PREDICTIVE MODELING OF FLUID VOLUMES TO SUPPORT FLUID MANAGEMENT IN HEMODIALYSIS PATIENTS: A RETROSPECTIVE ANALYSIS OF THE MONITORING DIALYSIS OUTCOMES (MONDO) DATABASE

Optimized fluid management is key to improving outcomes in dialysis patients, as extracellular water (ECW) overload is associated with adverse outcomes. Comorbidities and subclinical chronic inflammation, both highly prevalent in this population, can result in loss of muscle mass, reflected by a decrease in intracellular water (ICW). Estimates of total body water (TBW) are essential for quantifying and scaling the dialysis dose and thus for assessing dialysis adequacy in individual patients. The Body Composition Monitor (BCM, Fresenius Medical Care) is a validated, non-invasive tool that estimates fluid volume compartments as TBW, ECW and ICW. This study aimed to develop predictive models enabling instantaneous estimation of fluid volumes from demographic, historical biological data and treatment parameters, calibrated to BCM measurements. These models are intended to support fluid management in clinics without access to the BCM device or in situations where BCM measurements are not performed at every treatment. 

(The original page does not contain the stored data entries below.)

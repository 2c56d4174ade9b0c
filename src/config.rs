use std::collections::BTreeMap;

pub const MAX_ACCOUNTS: u32 = 10;
pub const MAX_INPUT_IMAGES: usize = 4;

pub const DEFAULT_MODEL: &str = "@cf/black-forest-labs/flux-2-dev";
pub const DEFAULT_API_BASE_URL: &str = "https://api.cloudflare.com/client/v4";
pub const AUTH_DISABLED_SENTINEL: &str = "1";

const DEFAULT_STEPS: u32 = 25;
const DEFAULT_WIDTH: u32 = 1024;
const DEFAULT_HEIGHT: u32 = 1024;
const DEFAULT_REQUEST_TIMEOUT_MS: u64 = 120_000;
const DEFAULT_MAX_BODY_BYTES: usize = 32 * 1024 * 1024;

/// Values substituted when a request omits a generation parameter or sends one
/// that does not parse as a positive integer.
#[derive(Debug, Clone, Copy, PartialEq, Eq)]
pub struct GenerationDefaults {
    pub steps: u32,
    pub width: u32,
    pub height: u32,
}

impl Default for GenerationDefaults {
    fn default() -> Self {
        Self {
            steps: DEFAULT_STEPS,
            width: DEFAULT_WIDTH,
            height: DEFAULT_HEIGHT,
        }
    }
}

/// One numbered credential slot as found in the environment. Either half may be
/// missing; the account pool decides whether the slot is usable.
#[derive(Debug, Clone, Default, PartialEq, Eq)]
pub struct CredentialSlot {
    pub token: Option<String>,
    pub account_id: Option<String>,
}

#[derive(Debug, Clone)]
pub struct RuntimeConfig {
    pub listen: String,
    pub metrics_path: String,
    pub api_master_key: Option<String>,
    pub api_base_url: String,
    pub model: String,
    pub request_timeout_ms: u64,
    pub max_body_bytes: usize,
    pub defaults: GenerationDefaults,
    pub credential_slots: BTreeMap<u32, CredentialSlot>,
}

impl Default for RuntimeConfig {
    fn default() -> Self {
        Self {
            listen: "0.0.0.0:8080".to_string(),
            metrics_path: "/metrics".to_string(),
            api_master_key: None,
            api_base_url: DEFAULT_API_BASE_URL.to_string(),
            model: DEFAULT_MODEL.to_string(),
            request_timeout_ms: DEFAULT_REQUEST_TIMEOUT_MS,
            max_body_bytes: DEFAULT_MAX_BODY_BYTES,
            defaults: GenerationDefaults::default(),
            credential_slots: BTreeMap::new(),
        }
    }
}

impl RuntimeConfig {
    pub fn from_env() -> Self {
        Self::from_lookup(|key| std::env::var(key).ok())
    }

    /// Builds the configuration from an arbitrary key lookup. Blank values are
    /// treated as absent.
    pub fn from_lookup<F>(lookup: F) -> Self
    where
        F: Fn(&str) -> Option<String>,
    {
        let get = |key: &str| {
            lookup(key)
                .map(|v| v.trim().to_string())
                .filter(|v| !v.is_empty())
        };
        let fallback = Self::default();

        let defaults = GenerationDefaults {
            steps: parse_positive(get("DEFAULT_STEPS")).unwrap_or(fallback.defaults.steps),
            width: parse_positive(get("DEFAULT_WIDTH")).unwrap_or(fallback.defaults.width),
            height: parse_positive(get("DEFAULT_HEIGHT")).unwrap_or(fallback.defaults.height),
        };

        let mut credential_slots = BTreeMap::new();
        for slot in 1..=MAX_ACCOUNTS {
            let mut token = get(&format!("CF_API_TOKEN_{slot}"));
            let mut account_id = get(&format!("CF_ACCOUNT_ID_{slot}"));
            if slot == 1 {
                token = token.or_else(|| get("CF_API_TOKEN"));
                account_id = account_id.or_else(|| get("CF_ACCOUNT_ID"));
            }
            if token.is_some() || account_id.is_some() {
                credential_slots.insert(slot, CredentialSlot { token, account_id });
            }
        }

        Self {
            listen: get("FLUXGATE_LISTEN").unwrap_or(fallback.listen),
            metrics_path: get("FLUXGATE_METRICS_PATH")
                .filter(|path| is_mountable_metrics_path(path))
                .unwrap_or(fallback.metrics_path),
            api_master_key: get("API_MASTER_KEY"),
            api_base_url: get("CF_API_BASE_URL").unwrap_or(fallback.api_base_url),
            model: get("CF_FLUX_MODEL").unwrap_or(fallback.model),
            request_timeout_ms: parse_positive(get("FLUXGATE_REQUEST_TIMEOUT_MS"))
                .unwrap_or(fallback.request_timeout_ms),
            max_body_bytes: parse_positive(get("FLUXGATE_MAX_BODY_BYTES"))
                .unwrap_or(fallback.max_body_bytes),
            defaults,
            credential_slots,
        }
    }

    pub fn with_account(
        mut self,
        slot: u32,
        token: impl Into<String>,
        account_id: impl Into<String>,
    ) -> Self {
        self.credential_slots.insert(
            slot,
            CredentialSlot {
                token: Some(token.into()),
                account_id: Some(account_id.into()),
            },
        );
        self
    }
}

/// Routes owned by the API itself. The metrics endpoint may not shadow them.
const RESERVED_PATHS: &[&str] = &["/health", "/v1/models", "/v1/images/generations"];

fn is_mountable_metrics_path(path: &str) -> bool {
    path.starts_with('/') && path.len() > 1 && !RESERVED_PATHS.contains(&path)
}

fn parse_positive<T>(raw: Option<String>) -> Option<T>
where
    T: std::str::FromStr + PartialOrd + Default,
{
    raw.and_then(|v| v.parse::<T>().ok())
        .filter(|v| *v > T::default())
}
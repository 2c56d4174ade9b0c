use crate::accounts::AccountPool;
use crate::app::AppState;
use crate::dispatch::{DispatchError, dispatch};
use crate::error::{AppError, AppResult, GatewayError};
use crate::normalize::{self, GenerationRequest};
use crate::response::{assemble_success, exhausted_message};
use axum::Json;
use axum::extract::{FromRequest, Multipart, Request, State};
use axum::http::{HeaderMap, StatusCode, header};
use axum::response::{IntoResponse, Response};
use bytes::Bytes;
use serde_json::{Value, json};

pub async fn metrics(State(state): State<AppState>) -> impl IntoResponse {
    state.metrics.render()
}

pub async fn health(State(state): State<AppState>) -> Json<Value> {
    let pool = AccountPool::from_config(&state.runtime);
    Json(json!({
        "status": "ok",
        "model": state.runtime.model,
        "accounts_configured": pool.len(),
        "auth_enabled": state.auth.enabled(),
    }))
}

pub async fn not_found() -> AppError {
    AppError::not_found()
}

pub async fn method_not_allowed() -> AppError {
    AppError::new(
        StatusCode::METHOD_NOT_ALLOWED,
        "method_not_allowed",
        "Method Not Allowed",
    )
}

pub async fn list_models(State(state): State<AppState>, headers: HeaderMap) -> AppResult<Response> {
    state.auth.authorize(&headers)?;
    let data = json!([{
        "id": state.runtime.model,
        "object": "model",
        "created": now_ts(),
        "owned_by": "cloudflare"
    }]);
    Ok(Json(json!({ "object": "list", "data": data })).into_response())
}

pub async fn create_image_generation(
    State(state): State<AppState>,
    headers: HeaderMap,
    request: Request,
) -> AppResult<Response> {
    state.auth.authorize(&headers)?;
    let generation = read_generation_request(&state, &headers, request).await?;

    let pool = AccountPool::from_config(&state.runtime);
    if pool.is_empty() {
        record_generation("failed");
        return Err(GatewayError::NoAccounts.into());
    }
    tracing::debug!(
        accounts = pool.len(),
        steps = generation.steps(),
        width = generation.width(),
        height = generation.height(),
        seed = ?generation.seed(),
        reference_images = generation.reference_images().len(),
        "dispatching image generation"
    );

    match dispatch(state.upstream.as_ref(), &pool, &generation).await {
        Ok(dispatched) => {
            record_generation("success");
            let body = assemble_success(dispatched, generation.prompt(), &state.runtime.model);
            Ok(Json(body).into_response())
        }
        Err(DispatchError::Exhausted {
            attempted,
            last_error,
        }) => {
            record_generation("exhausted");
            Err(GatewayError::Exhausted(exhausted_message(&attempted, last_error.as_ref())).into())
        }
        Err(DispatchError::Fatal {
            account, failure, ..
        }) => {
            record_generation("failed");
            Err(GatewayError::Upstream { account, failure }.into())
        }
    }
}

async fn read_generation_request(
    state: &AppState,
    headers: &HeaderMap,
    request: Request,
) -> AppResult<GenerationRequest> {
    let defaults = state.runtime.defaults;
    if is_multipart(headers) {
        let multipart = Multipart::from_request(request, state)
            .await
            .map_err(|rej| AppError::new(rej.status(), "invalid_body", rej.body_text()))?;
        let form = normalize::read_multipart(multipart).await?;
        return Ok(normalize::normalize_form(form, defaults)?);
    }

    let body = Bytes::from_request(request, state)
        .await
        .map_err(|rej| AppError::new(rej.status(), "invalid_body", rej.body_text()))?;
    let value: Value = serde_json::from_slice(&body)
        .map_err(|err| GatewayError::InvalidBody(format!("invalid JSON body: {err}")))?;
    Ok(normalize::normalize_json(&value, defaults)?)
}

fn is_multipart(headers: &HeaderMap) -> bool {
    headers
        .get(header::CONTENT_TYPE)
        .and_then(|value| value.to_str().ok())
        .and_then(|value| value.parse::<mime::Mime>().ok())
        .is_some_and(|m| m.type_() == mime::MULTIPART && m.subtype() == mime::FORM_DATA)
}

fn record_generation(status: &'static str) {
    metrics::counter!("fluxgate_generations_total", "status" => status).increment(1);
}

fn now_ts() -> i64 {
    chrono::Utc::now().timestamp()
}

Adult patients from the Monitoring Dialysis Outcomes (MONDO) 2012 dataset were included. The variables consisted of patient characteristics, lab values, treatment parameters, and BCM measurements. Features were transformed into average values over the period beginning one day before the current estimation date and extending to the last BCM measurement, with a maximum look-back period of 90 days. The final dataset included 18,600 patients with 162,479 treatments. Data were split by patients into training (n=16740, 90%) and testing (n=1,860, 10%) subsets, stratified by region. eXtreme Gradient Boosting (XGBoost) machine learning algorithm was used to develop models. Two models were built for each of fluid volume metrics: one including prior BCM assessments (w/ BCM) and one without (w/o BCM). Model performance was evaluated using R-squared (R2), mean squared error (MSE), mean absolute error (MAE) and mean absolute percentage error (MAPE).

In the testing subset, 60% were male, 86% from Europe, 67% were aged> 60 years.  The w/BCM models achieved R2 values greater than 0.85 for all metrics on the testing subset. The w/o BCM models had lower R2 values, ranging from 0.73 to 0.81. Although accuracy is lower without BCM data, the w/o BCM models still provided acceptable predictive performance (Table 1).

For the w/BCM models, the top predictor of each fluid volume metric was the difference between two recent corresponding BCM-measured values. Among the top five features in the w/o BCM models, the shared predictors were average urea distribution volume calculated during urea kinetic modeling, age, and height (Figure 1). 

We developed predictive models for estimating TBW, ECW and ICW, both with and without BCM measurements. Although model accuracy decreased in the absence of BCM data, predictive performance remained clinically acceptable. These models may support day-to-day decisions on fluid management and body composition assessment in dialysis patients, either in clinics without BCM access or to enable instantaneous estimations between routine BCM assessments in centers where the device is only intermittently available.